When it comes to tackling climate change, individuals are ready to do their part. A recent BCG survey found that three quarters of Australians pay attention to the impact of their behaviour on climate change, and 82% say they are ready to limit their consumption to help tackle it.
But as we settle in to watch what unfolds at COP26 in Glasgow, all eyes will be on the world’s governments, and the agreements, plans and pledges that emerge. And it’s not just hope. It’s an expectation that after years of commitments and promises, governments, investors and businesses will put their money where their mouths are.
BCG recently surveyed more than 10,000 people around the world, including 1,000 in Australia, about their consumption habits and views on climate change. What emerged was a picture of a community of engaged (and concerned) consumers who laid the responsibility for tackling climate change at the feet of their government and businesses. Consumers told us they feel that large companies are responsible for climate change and that governments should lead the charge in terms of a response.
Some of the Australian survey responses should make governments and businesses pause for thought: only 41% of Australian respondents feel that large companies’ response to climate change is adequate, while only 50% feel that the Federal Government’s response is adequate.
Part of the problem is a perceived inability to act; businesses, for example, might feel ill-equipped to meet the challenges posed by climate change in terms of their business models, structures and supply chains. But another part of the problem is communication. 35% of Australian consumers feel that companies are doing only the bare minimum to protect their image in terms of tackling climate change. That is a missed opportunity; many businesses are progressing in leaps and bounds but not communicating how they are turning their commitments into action.
Our research shows that Australians are ready to play their part, but many are overwhelmed by the scale of the problem and are struggling to identify the most impactful actions they can take in their everyday lives. For example, 30% of the Australians we surveyed said they felt irritated or hopeless when they thought about climate change. They are looking towards businesses to show leadership by creating and promoting innovative solutions that will empower consumers in combating climate change. And while no one is pretending that meeting the challenge of climate change will be easy, these findings point to an opportunity for businesses and governments to turn commitment into action. Meeting sustainability goals is not only good for the environment and the community in general, but as our studies and experience show time and time again, for a business’s bottom line.

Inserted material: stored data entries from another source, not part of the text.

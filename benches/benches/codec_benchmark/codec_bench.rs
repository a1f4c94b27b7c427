use std::{hint::black_box, io::Cursor};

use criterion::{criterion_group, criterion_main, BenchmarkId, Criterion, Throughput};
use fil_core::{DecodeOptions, FilHeader, FilHeaderExt, Filterbank};

fn bench_header() -> FilHeader {
    FilHeader {
        rawfile: "/data/raw/obs_0001.dada".to_string(),
        sourcename: "B0531+21".to_string(),
        telescopeid: 4,
        machineid: 10,
        nchans: 1024,
        nbits: 8,
        nifs: 1,
        nbeams: 1,
        tsamp: 0.000064,
        topfreq: 1550.0,
        chanband: -0.390625,
        tstart: 58000.0,
        datatype: 1,
        ..Default::default()
    }
}

fn header_codec(c: &mut Criterion) {
    let header = bench_header();
    let bytes = header.serialize().unwrap();

    let mut group = c.benchmark_group("header");
    group.throughput(Throughput::Bytes(bytes.len() as u64));

    group.bench_function("encode", |b| {
        b.iter(|| black_box(&header).serialize().unwrap())
    });
    group.bench_function("decode", |b| {
        b.iter(|| FilHeader::deserialize(black_box(&bytes)).unwrap())
    });

    group.finish();
}

fn file_round_trip(c: &mut Criterion) {
    let mut group = c.benchmark_group("filterbank");

    for nsamps in [1_000usize, 10_000] {
        let header = bench_header();
        let mut raw = header.serialize().unwrap();
        raw.extend(std::iter::repeat(0x5Au8).take(nsamps * header.nchans as usize));

        group.throughput(Throughput::Bytes(raw.len() as u64));
        group.bench_with_input(BenchmarkId::new("load", nsamps), &raw, |b, raw| {
            b.iter(|| {
                Filterbank::from_reader(Cursor::new(raw.as_slice()), &DecodeOptions::default())
                    .unwrap()
            })
        });

        let fil =
            Filterbank::from_reader(Cursor::new(raw.as_slice()), &DecodeOptions::default()).unwrap();
        let dir = tempfile::tempdir().unwrap();
        let out = dir.path().join("bench.fil");

        group.bench_with_input(BenchmarkId::new("save", nsamps), &fil, |b, fil| {
            b.iter(|| fil.save(&out).unwrap())
        });
    }

    group.finish();
}

criterion_group!(benches, header_codec, file_round_trip);
criterion_main!(benches);
//! Чтение и запись SIGPROC filterbank (.fil) файлов
//!
//! Заголовок из тегированных записей разбирается в [`FilHeader`], область
//! выборок передаётся без изменений.
//!
//! # Быстрый старт
//!
//! ```no_run
//! use fil_core::Filterbank;
//!
//! let mut fil = Filterbank::open("observation.fil")?;
//! println!("{} samples x {} channels", fil.nsamps(), fil.header().nchans);
//!
//! fil.header_mut().sourcename = "J0534+2200".to_string();
//! fil.save("observation_renamed.fil")?;
//! # Ok::<(), Box<dyn std::error::Error>>(())
//! ```

pub mod binary;
pub mod config;
pub mod filterbank;
pub mod format;

pub use config::*;
pub use fil_types::{FilError, FilHeader, FilResult, HeaderTag, TagKind};
pub use filterbank::*;
pub use format::*;

/// Версия библиотеки.
pub const VERSION: &str = env!("CARGO_PKG_VERSION");

#[cfg(test)]
mod tests {
    use super::*;

    #[test]
    fn test_library_exports() {
        assert_eq!(ENCODE_ORDER.len(), HeaderTag::ALL.len());
        assert_eq!(ENCODE_ORDER[0].name(), HEADER_START);
        assert_eq!(ENCODE_ORDER[ENCODE_ORDER.len() - 1].name(), HEADER_END);
        assert!(!VERSION.is_empty());
    }
}
pub mod error;
pub mod header;
pub mod tag;

pub use error::*;
pub use header::*;
pub use tag::*;
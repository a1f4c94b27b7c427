//! Заголовок SIGPROC filterbank.
//!
//! Заголовок — последовательность записей `[i32 длина][имя тега][нагрузка]`.
//! Тип нагрузки поток не описывает: его задаёт таблица [`HeaderTag`].
//! Разбор принимает теги в любом порядке до `HEADER_END`, запись всегда идёт
//! в одном фиксированном порядке [`ENCODE_ORDER`]. Все числа little-endian.

use std::io::{Cursor, Read, Write};

use fil_types::{FilError, FilHeader, FilResult, HeaderTag};
use log::{debug, trace, warn};

use crate::{
    binary::{
        read_bytes_local, read_f64_local, read_i32_local, read_len_local, read_str_local,
        write_f64_local, write_i32_local, write_str_local, write_tag_local,
    },
    config::{DecodeOptions, UnknownTagPolicy, DEFAULT_MAX_STRING_LEN},
};

/// Первая запись заголовка.
pub const HEADER_START: &str = "HEADER_START";

/// Завершающая запись заголовка, сразу за ней начинаются данные.
pub const HEADER_END: &str = "HEADER_END";

/// Порядок записей при кодировании.
///
/// Часть потребителей формата рассчитывает именно на этот порядок, хотя
/// разбор его не требует.
pub const ENCODE_ORDER: [HeaderTag; 21] = [
    HeaderTag::HeaderStart,
    HeaderTag::TelescopeId,
    HeaderTag::RawDataFile,
    HeaderTag::SourceName,
    HeaderTag::MachineId,
    HeaderTag::DataType,
    HeaderTag::AzStart,
    HeaderTag::ZaStart,
    HeaderTag::SrcRaj,
    HeaderTag::SrcDej,
    HeaderTag::TStart,
    HeaderTag::NChans,
    HeaderTag::NBeams,
    HeaderTag::TSamp,
    HeaderTag::NBits,
    HeaderTag::RefDm,
    HeaderTag::IBeam,
    HeaderTag::Fch1,
    HeaderTag::Foff,
    HeaderTag::NIfs,
    HeaderTag::HeaderEnd,
];

/// Кодек заголовка поверх [`FilHeader`] из `fil-types`.
pub trait FilHeaderExt: Sized {
    /// Читает заголовок до `HEADER_END` включительно.
    ///
    /// Возвращает заголовок и число прочитанных байт. `nsamps` остаётся 0.
    fn read_from<R: Read>(reader: &mut R) -> FilResult<(Self, u64)> {
        Self::read_from_with(reader, &DecodeOptions::default())
    }

    /// То же, что [`FilHeaderExt::read_from`], с явными настройками.
    ///
    /// Длина имени тега должна лежать в `1..=opts.max_tag_len`. Исторические
    /// читатели принимают и нулевую длину (пустое имя, цикл продолжается),
    /// здесь она даёт [`FilError::MalformedTag`], как и любая длина вне
    /// пределов.
    fn read_from_with<R: Read>(
        reader: &mut R,
        opts: &DecodeOptions,
    ) -> FilResult<(Self, u64)>;

    /// Разбор заголовка из байтового среза (данные после него игнорируются).
    fn deserialize(buf: &[u8]) -> FilResult<(Self, usize)> {
        let (header, len) = Self::read_from(&mut Cursor::new(buf))?;
        Ok((header, len as usize))
    }

    /// Пишет заголовок в порядке [`ENCODE_ORDER`].
    ///
    /// Строки длиннее [`DEFAULT_MAX_STRING_LEN`] отклоняются до записи
    /// первого байта (см. [`check_strings`]).
    fn write_to<W: Write>(
        &self,
        writer: &mut W,
    ) -> FilResult<()>;

    /// Сериализация заголовка в байты.
    fn serialize(&self) -> FilResult<Vec<u8>>;

    /// Точный размер закодированного заголовка в байтах.
    fn encoded_len(&self) -> usize;
}

impl FilHeaderExt for FilHeader {
    fn read_from_with<R: Read>(
        reader: &mut R,
        opts: &DecodeOptions,
    ) -> FilResult<(Self, u64)> {
        let mut header = FilHeader::default();
        let mut off = 0u64;

        loop {
            let at = off;
            let len = read_len_local(reader, &mut off, opts.max_tag_len, false, "tag length")?;
            let name = read_bytes_local(reader, &mut off, len, "tag name")?;

            let tag = match HeaderTag::from_name(&name) {
                Some(tag) => tag,
                None => {
                    let name = String::from_utf8_lossy(&name);
                    match opts.unknown_tags {
                        UnknownTagPolicy::Reject => {
                            return Err(FilError::malformed_tag(format!(
                                "unknown tag '{name}' at offset {at}"
                            )));
                        }
                        UnknownTagPolicy::Ignore => {
                            warn!("Skipping unknown tag '{name}' at offset {at} (no payload read)");
                            continue;
                        }
                    }
                }
            };

            trace!("tag {tag} at offset {at}");

            let what = tag.name();
            match tag {
                HeaderTag::HeaderEnd => break,
                HeaderTag::HeaderStart => {}
                HeaderTag::RawDataFile => {
                    header.rawfile = read_str_local(reader, &mut off, opts.max_string_len, what)?
                }
                HeaderTag::SourceName => {
                    header.sourcename = read_str_local(reader, &mut off, opts.max_string_len, what)?
                }
                HeaderTag::MachineId => header.machineid = read_i32_local(reader, &mut off, what)?,
                HeaderTag::TelescopeId => {
                    header.telescopeid = read_i32_local(reader, &mut off, what)?
                }
                HeaderTag::SrcRaj => header.ra = read_f64_local(reader, &mut off, what)?,
                HeaderTag::SrcDej => header.dec = read_f64_local(reader, &mut off, what)?,
                HeaderTag::AzStart => header.az = read_f64_local(reader, &mut off, what)?,
                HeaderTag::ZaStart => header.zn = read_f64_local(reader, &mut off, what)?,
                HeaderTag::DataType => header.datatype = read_i32_local(reader, &mut off, what)?,
                HeaderTag::RefDm => header.rdm = read_f64_local(reader, &mut off, what)?,
                HeaderTag::NChans => header.nchans = read_i32_local(reader, &mut off, what)?,
                HeaderTag::Fch1 => header.topfreq = read_f64_local(reader, &mut off, what)?,
                HeaderTag::Foff => header.chanband = read_f64_local(reader, &mut off, what)?,
                HeaderTag::NBeams => header.nbeams = read_i32_local(reader, &mut off, what)?,
                HeaderTag::IBeam => header.ibeam = read_i32_local(reader, &mut off, what)?,
                HeaderTag::NBits => header.nbits = read_i32_local(reader, &mut off, what)?,
                HeaderTag::TStart => header.tstart = read_f64_local(reader, &mut off, what)?,
                HeaderTag::TSamp => header.tsamp = read_f64_local(reader, &mut off, what)?,
                HeaderTag::NIfs => header.nifs = read_i32_local(reader, &mut off, what)?,
            }
        }

        debug!(
            "Header decoded: {off} bytes, source '{}', nchans={}, nbits={}",
            header.sourcename, header.nchans, header.nbits
        );

        Ok((header, off))
    }

    fn write_to<W: Write>(
        &self,
        writer: &mut W,
    ) -> FilResult<()> {
        check_strings(self)?;

        for tag in ENCODE_ORDER {
            write_tag_local(writer, tag)?;

            match tag {
                HeaderTag::HeaderStart | HeaderTag::HeaderEnd => {}
                HeaderTag::RawDataFile => write_str_local(writer, &self.rawfile)?,
                HeaderTag::SourceName => write_str_local(writer, &self.sourcename)?,
                HeaderTag::MachineId => write_i32_local(writer, self.machineid)?,
                HeaderTag::TelescopeId => write_i32_local(writer, self.telescopeid)?,
                HeaderTag::SrcRaj => write_f64_local(writer, self.ra)?,
                HeaderTag::SrcDej => write_f64_local(writer, self.dec)?,
                HeaderTag::AzStart => write_f64_local(writer, self.az)?,
                HeaderTag::ZaStart => write_f64_local(writer, self.zn)?,
                HeaderTag::DataType => write_i32_local(writer, self.datatype)?,
                HeaderTag::RefDm => write_f64_local(writer, self.rdm)?,
                HeaderTag::NChans => write_i32_local(writer, self.nchans)?,
                HeaderTag::Fch1 => write_f64_local(writer, self.topfreq)?,
                HeaderTag::Foff => write_f64_local(writer, self.chanband)?,
                HeaderTag::NBeams => write_i32_local(writer, self.nbeams)?,
                HeaderTag::IBeam => write_i32_local(writer, self.ibeam)?,
                HeaderTag::NBits => write_i32_local(writer, self.nbits)?,
                HeaderTag::TStart => write_f64_local(writer, self.tstart)?,
                HeaderTag::TSamp => write_f64_local(writer, self.tsamp)?,
                HeaderTag::NIfs => write_i32_local(writer, self.nifs)?,
            }
        }

        Ok(())
    }

    fn serialize(&self) -> FilResult<Vec<u8>> {
        let mut buf = Vec::with_capacity(self.encoded_len());
        self.write_to(&mut buf)?;
        Ok(buf)
    }

    fn encoded_len(&self) -> usize {
        ENCODE_ORDER
            .iter()
            .map(|tag| {
                let payload = match tag {
                    HeaderTag::RawDataFile => 4 + self.rawfile.len(),
                    HeaderTag::SourceName => 4 + self.sourcename.len(),
                    _ => tag.kind().payload_size().unwrap_or(0),
                };
                4 + tag.name().len() + payload
            })
            .sum()
    }
}

/// Проверяет, что строковые поля поместятся в пределы читателя по умолчанию.
pub fn check_strings(header: &FilHeader) -> FilResult<()> {
    for (tag, value) in [
        (HeaderTag::RawDataFile, &header.rawfile),
        (HeaderTag::SourceName, &header.sourcename),
    ] {
        if value.len() > DEFAULT_MAX_STRING_LEN {
            return Err(FilError::malformed_tag(format!(
                "{tag} of {} bytes exceeds {DEFAULT_MAX_STRING_LEN}",
                value.len()
            )));
        }
    }

    Ok(())
}

/// Количество выборок на канал по размеру области данных.
///
/// Считается как `data_bytes / nchans * (8 / nbits)` в целых числах, строго в
/// этом порядке, чтобы совпадать с существующими инструментами. Для `nbits`,
/// не делящих 8, результат занижен, а при `nbits > 8` равен 0.
pub fn derive_nsamps(
    data_bytes: u64,
    nchans: i32,
    nbits: i32,
) -> FilResult<u64> {
    if nchans <= 0 {
        return Err(FilError::invalid_header(format!(
            "nchans must be positive, got {nchans}"
        )));
    }
    if nbits <= 0 {
        return Err(FilError::invalid_header(format!(
            "nbits must be positive, got {nbits}"
        )));
    }

    Ok(data_bytes / nchans as u64 * (8 / nbits as u64))
}
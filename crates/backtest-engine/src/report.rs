use std::collections::HashMap;
use std::fmt::Write as _;

use broker_trait::OrderSide;
use chrono::NaiveDate;
use serde::{Deserialize, Serialize};
use statrs::statistics::Statistics;

use crate::portfolio::SimulatedPortfolio;

const TRADING_DAYS_PER_YEAR: f64 = 252.0;
const RISK_FREE_RATE: f64 = 0.03;
/// Volatility assumed when only one daily return exists.
const SINGLE_RETURN_STD: f64 = 0.001;

/// Results of a finished replay. All metrics are derived on demand from the
/// final ledger.
#[derive(Debug, Clone)]
pub struct BacktestReport {
    pub start_date: NaiveDate,
    pub end_date: NaiveDate,
    portfolio: SimulatedPortfolio,
}

#[derive(Debug, Clone, PartialEq, Serialize, Deserialize)]
pub struct ExportedTrade {
    pub date: NaiveDate,
    pub action: OrderSide,
    pub stock_code: String,
    pub stock_name: String,
    pub quantity: u64,
    pub price: f64,
}

/// Machine-readable form of a report.
#[derive(Debug, Clone, PartialEq, Serialize, Deserialize)]
pub struct BacktestExport {
    pub start_date: NaiveDate,
    pub end_date: NaiveDate,
    pub initial_cash: f64,
    pub final_value: f64,
    pub total_return_pct: f64,
    pub max_drawdown_pct: f64,
    pub sharpe_ratio: f64,
    pub win_rate: f64,
    pub total_trades: usize,
    pub buy_count: usize,
    pub sell_count: usize,
    pub remaining_holdings: Vec<String>,
    pub trade_history: Vec<ExportedTrade>,
}

impl BacktestReport {
    pub fn new(start_date: NaiveDate, end_date: NaiveDate, portfolio: SimulatedPortfolio) -> Self {
        Self {
            start_date,
            end_date,
            portfolio,
        }
    }

    pub fn portfolio(&self) -> &SimulatedPortfolio {
        &self.portfolio
    }

    pub fn initial_cash(&self) -> f64 {
        self.portfolio.initial_cash()
    }

    pub fn final_value(&self) -> f64 {
        self.portfolio
            .daily_values()
            .last()
            .map_or(self.initial_cash(), |s| s.total_value)
    }

    pub fn total_return_pct(&self) -> f64 {
        (self.final_value() / self.initial_cash() - 1.0) * 100.0
    }

    pub fn total_trades(&self) -> usize {
        self.portfolio.trade_history().len()
    }

    pub fn buy_count(&self) -> usize {
        self.count_side(OrderSide::Buy)
    }

    pub fn sell_count(&self) -> usize {
        self.count_side(OrderSide::Sell)
    }

    fn count_side(&self, side: OrderSide) -> usize {
        self.portfolio
            .trade_history()
            .iter()
            .filter(|t| t.side == side)
            .count()
    }

    pub fn remaining_holdings(&self) -> Vec<String> {
        self.portfolio.holding_codes()
    }

    /// Most negative decline from the running peak, in percent. The peak
    /// starts at the initial cash.
    pub fn max_drawdown_pct(&self) -> f64 {
        let mut peak = self.initial_cash();
        let mut max_dd = 0.0_f64;
        for snapshot in self.portfolio.daily_values() {
            if snapshot.total_value > peak {
                peak = snapshot.total_value;
            }
            if peak > 0.0 {
                max_dd = max_dd.min((snapshot.total_value - peak) / peak * 100.0);
            }
        }
        max_dd
    }

    /// Percentage of sells priced above the average cost of every buy of
    /// that stock recorded before it. This is a running-average
    /// approximation, not lot matching.
    pub fn win_rate(&self) -> f64 {
        let mut bought: HashMap<&str, (f64, u64)> = HashMap::new();
        let mut sells = 0usize;
        let mut wins = 0usize;

        for trade in self.portfolio.trade_history() {
            match trade.side {
                OrderSide::Buy => {
                    let entry = bought.entry(trade.stock_code.as_str()).or_insert((0.0, 0));
                    entry.0 += trade.price * trade.quantity as f64;
                    entry.1 += trade.quantity;
                }
                OrderSide::Sell => {
                    sells += 1;
                    if let Some((cost, qty)) = bought.get(trade.stock_code.as_str()) {
                        if *qty > 0 && trade.price > cost / *qty as f64 {
                            wins += 1;
                        }
                    }
                }
            }
        }

        if sells == 0 {
            return 0.0;
        }
        wins as f64 / sells as f64 * 100.0
    }

    /// Annualized Sharpe over day-to-day snapshot returns, 3% risk-free.
    pub fn sharpe_ratio(&self) -> f64 {
        let values = self.portfolio.daily_values();
        if values.len() < 2 {
            return 0.0;
        }

        let returns: Vec<f64> = values
            .windows(2)
            .filter(|w| w[0].total_value > 0.0)
            .map(|w| w[1].total_value / w[0].total_value - 1.0)
            .collect();
        if returns.is_empty() {
            return 0.0;
        }

        let mean = returns.iter().copied().mean();
        let std_dev = if returns.len() > 1 {
            returns.iter().copied().std_dev()
        } else {
            SINGLE_RETURN_STD
        };
        if std_dev == 0.0 || std_dev.is_nan() {
            return 0.0;
        }

        (mean * TRADING_DAYS_PER_YEAR - RISK_FREE_RATE) / (std_dev * TRADING_DAYS_PER_YEAR.sqrt())
    }

    pub fn to_export(&self) -> BacktestExport {
        BacktestExport {
            start_date: self.start_date,
            end_date: self.end_date,
            initial_cash: self.initial_cash(),
            final_value: self.final_value(),
            total_return_pct: self.total_return_pct(),
            max_drawdown_pct: self.max_drawdown_pct(),
            sharpe_ratio: self.sharpe_ratio(),
            win_rate: self.win_rate(),
            total_trades: self.total_trades(),
            buy_count: self.buy_count(),
            sell_count: self.sell_count(),
            remaining_holdings: self.remaining_holdings(),
            trade_history: self
                .portfolio
                .trade_history()
                .iter()
                .map(|t| ExportedTrade {
                    date: t.date,
                    action: t.side,
                    stock_code: t.stock_code.clone(),
                    stock_name: t.stock_name.clone(),
                    quantity: t.quantity,
                    price: t.price,
                })
                .collect(),
        }
    }

    /// Human-readable report with the trade list and daily values.
    pub fn summary(&self) -> String {
        let rule = "-".repeat(60);
        let heavy = "=".repeat(60);
        let mut out = String::new();

        let _ = writeln!(out, "{heavy}");
        let _ = writeln!(out, "  BACKTEST REPORT");
        let _ = writeln!(out, "{heavy}");
        let _ = writeln!(out, "  Period:       {} ~ {}", self.start_date, self.end_date);
        let _ = writeln!(out, "  Initial Cash: {:>15} KRW", group_thousands(self.initial_cash()));
        let _ = writeln!(out, "  Final Value:  {:>15} KRW", group_thousands(self.final_value()));
        let _ = writeln!(out);
        let _ = writeln!(out, "  Total Return: {:>+15.2} %", self.total_return_pct());
        let _ = writeln!(out, "  Max Drawdown: {:>15.2} %", self.max_drawdown_pct());
        let _ = writeln!(out, "  Sharpe Ratio: {:>15.2}", self.sharpe_ratio());
        let _ = writeln!(out, "  Win Rate:     {:>15.1} %", self.win_rate());
        let _ = writeln!(out);
        let _ = writeln!(out, "  Total Trades: {:>15}", self.total_trades());
        let _ = writeln!(out, "    - Buy:      {:>15}", self.buy_count());
        let _ = writeln!(out, "    - Sell:     {:>15}", self.sell_count());

        let trades = self.portfolio.trade_history();
        if !trades.is_empty() {
            let _ = writeln!(out);
            let _ = writeln!(out, "{rule}");
            let _ = writeln!(
                out,
                "  {:<12} {:<6} {:<14} {:>6} {:>10}",
                "Date", "Action", "Stock", "Qty", "Price"
            );
            let _ = writeln!(out, "{rule}");
            for t in trades {
                let _ = writeln!(
                    out,
                    "  {:<12} {:<6} {:<14} {:>6} {:>10}",
                    t.date.to_string(),
                    t.side.as_str().to_uppercase(),
                    t.stock_name,
                    t.quantity,
                    group_thousands(t.price)
                );
            }
            let _ = writeln!(out, "{rule}");
        }

        let daily = self.portfolio.daily_values();
        if !daily.is_empty() {
            let _ = writeln!(out);
            let _ = writeln!(out, "  Daily Portfolio Value:");
            let _ = writeln!(out, "{rule}");
            for snap in daily {
                let bar_len = ((snap.return_pct.abs() * 2.0) as usize).min(20);
                let bar = if snap.return_pct >= 0.0 { "+" } else { "-" }.repeat(bar_len);
                let _ = writeln!(
                    out,
                    "  {}  {:>12} KRW  {:>+7.2}%  {}",
                    snap.date,
                    group_thousands(snap.total_value),
                    snap.return_pct,
                    bar
                );
            }
            let _ = writeln!(out, "{rule}");
        }

        let held = self.remaining_holdings();
        if !held.is_empty() {
            let _ = writeln!(out);
            let _ = writeln!(out, "  Remaining Holdings: {}", held.join(", "));
        }
        let _ = writeln!(out, "{heavy}");
        out
    }
}

/// Round to whole units and insert thousands separators.
fn group_thousands(value: f64) -> String {
    let rounded = value.round() as i64;
    let digits = rounded.unsigned_abs().to_string();
    let mut grouped = String::with_capacity(digits.len() + digits.len() / 3 + 1);
    for (i, c) in digits.chars().enumerate() {
        if i > 0 && (digits.len() - i) % 3 == 0 {
            grouped.push(',');
        }
        grouped.push(c);
    }
    if rounded < 0 {
        grouped.insert(0, '-');
    }
    grouped
}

At BCG we are continuing to study these changing consumer habits and expectations. We’ll be releasing more insights about Australian consumers in the coming weeks. We know that cost is a key barrier to transitioning to more sustainable consumption patterns for many, while other obstacles include time constraints, inconvenience and a lack of alternative, ‘greener’ options: for example, 34% do not have an alternative to using a car for day-to-day transport. The sum of these challenges makes it difficult for consumers to take effective action alone, and the challenge – and opportunity to innovate – therefore lies with businesses and governments. Addressing this need for innovative solutions must be at the core of corporate strategies.
For those companies that have not yet turned their attention to how they will operate in an increasingly climate-conscious market, the clock is ticking. Consumers are ready for change. For businesses, that means planning for innovation but also improving communication on how they are addressing climate change. We’re beyond commitments and pledges. Australians have made themselves clear – they are ready to combat climate change. Businesses and governments must ride that momentum and lead the charge.